In June 2023, Roin Metreveli was appointed as President of the Georgian National Academy of Sciences.

He was elected a Member of the CORE Academy (International Core Academy of Sciences and Humanities) in 2024.

In his first days in office, Metreveli promised a prank caller that he would award membership of the academy to Prime Minister Irakli Garibashvili, an incident that received attention on media and social media. In the coverage of this, a journalist for Mtavari described Metreveli as "the most successful briber of the Soviet era. You wouldn’t be able to enrol in university if you didn’t [give Metreveli money]".

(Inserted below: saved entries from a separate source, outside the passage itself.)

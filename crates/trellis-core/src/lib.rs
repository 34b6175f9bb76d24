//! # trellis-core
//!
//! The graph abstraction and lazy transformation engine for Trellis.
//!
//! A graph is a bundle of independently implementable capabilities
//! (enumerate-all, lookup-by-id, in/out adjacency, root discovery).
//! Consumers negotiate for a capability before using it; wrappers forward,
//! reinterpret or veto the capabilities of the graph they hold. Every read is
//! a pull-based iterator, so graphs that are slow, remote or infinite are used
//! exactly like in-memory ones.
//!
//! ## Layers
//!
//! - Model: `identity`, `property`, `element`, `types`
//! - Capabilities: `graph`, `wrapper`
//! - Sources: `finite`, `synthetic`
//! - Transformations: `filter`, `reverse`, `hierarchy`, `actor`
//! - Algorithms: `traversal`, `selector`
//!
//! ## Architectural Constraints
//!
//! - Nothing is materialized beyond what a consumer pulls
//! - Missing capabilities are `None`, never errors; a transformation that needs
//!   one fails with `NotSupported` when it is used, not when it is built
//! - Sources are shared read-only after build; per-call visited sets are the
//!   only traversal state
//! - NO async runtime, NO network dependencies

// =============================================================================
// MODULES
// =============================================================================

pub mod actor;
pub mod element;
pub mod filter;
pub mod finite;
pub mod graph;
pub mod hierarchy;
pub mod identity;
pub mod primitives;
pub mod property;
pub mod reverse;
pub mod selector;
pub mod synthetic;
pub mod traversal;
pub mod types;
pub mod wrapper;

// =============================================================================
// RE-EXPORTS: Model
// =============================================================================

pub use element::{Edge, Element, GraphAttributes, GraphInfo, Vertex};
pub use identity::{CompoundIdentifier, Identity};
pub use property::{Property, find_property};
pub use types::{Capability, Direction, GraphError, TraversalOrder, Value};

// =============================================================================
// RE-EXPORTS: Capabilities
// =============================================================================

pub use graph::{
    DynamicGraph, DynamicInGraph, DynamicOutGraph, EdgeStream, EntireGraph, Graph,
    GraphCapabilities, IdentityStream, RootedGraph, SharedGraph, VertexStream,
};
pub use wrapper::WrapperGraph;

// =============================================================================
// RE-EXPORTS: Sources and Transformations
// =============================================================================

pub use actor::{Action, Actor};
pub use filter::{FilterGraph, VertexPredicate};
pub use finite::FiniteGraph;
pub use hierarchy::HierarchyGraph;
pub use reverse::ReverseEdgesGraph;
pub use synthetic::{
    InfiniteDirectedGraph, InfiniteDirectedGraphParameters, RandomGraphParameters,
    complete_graph, cyclic_graph, hub_graph, path_graph, random_finite_undirected_graph,
};

// =============================================================================
// RE-EXPORTS: Algorithms
// =============================================================================

pub use selector::{HierarchySelection, Pattern, Selector};
pub use traversal::{HierarchyWalk, Neighbours, contains_within, frontier_collect};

== Tbilisi State University ==
In 1991 Roin Metreveli was appointed as Rector of Tbilisi State University. In 1992 under his leadership, Tbilisi State University regained its status as an autonomous institution, which had been lost since 1926. Once the Tbilisi State University became autonomous, the Great Scientific Council was reinstated and this council had to choose a new executive. In April 1992 a new council elected Roin Metreveli as Rector of Tbilisi State University. He was the first elected rector after Petre Melikishvili and Ivane Javakhishvili. In 1997 Professor Roin Metreveli was elected for a second term as a rector. Metreveli resigned in 2004, amidst a campaign to reduce corruption and bribery in the higher education sector.